Extracted material>

//! Interactive graph visualization component.
//!
//! Renders a force-directed graph as SVG with:
//! - Physics-based node positioning via force simulation
//! - Pan, zoom, and node dragging interactions
//! - Click selection of nodes and links with change notifications
//! - Configurable link curves, parallel-edge spreading, and self-loops
//! - Double-click collapsing of subtrees
//!
//! # Example
//!
//! ```ignore
//! use graph_view::{GraphView, GraphData, GraphNode, GraphLink};
//!
//! let data = GraphData {
//!     nodes: vec![
//!         GraphNode { id: "a".into(), label: Some("Node A".into()), .. },
//!         GraphNode { id: "b".into(), label: Some("Node B".into()), .. },
//!     ],
//!     links: vec![
//!         GraphLink { source: "a".into(), target: "b".into(), .. },
//!     ],
//! };
//!
//! view! { <GraphView data=data.into() fullscreen=true /> }
//! ```

pub mod collapse;
mod component;
pub mod geometry;
mod render;
pub mod selection;
mod state;
pub mod theme;
mod types;

pub use component::GraphView;
pub use geometry::{CurveType, Point, SelfLinkDirection};
pub use selection::{Selection, SelectionSnapshot};
pub use theme::Theme;
pub use types::{GraphConfig, GraphData, GraphLink, GraphNode};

What the task requires> Which lines of the data include the string "GraphNode"? Find them and copy each one.

Your response>
//! use graph_view::{GraphView, GraphData, GraphNode, GraphLink};
//!         GraphNode { id: "a".into(), label: Some("Node A".into()), .. },
//!         GraphNode { id: "b".into(), label: Some("Node B".into()), .. },
pub use types::{GraphConfig, GraphData, GraphLink, GraphNode};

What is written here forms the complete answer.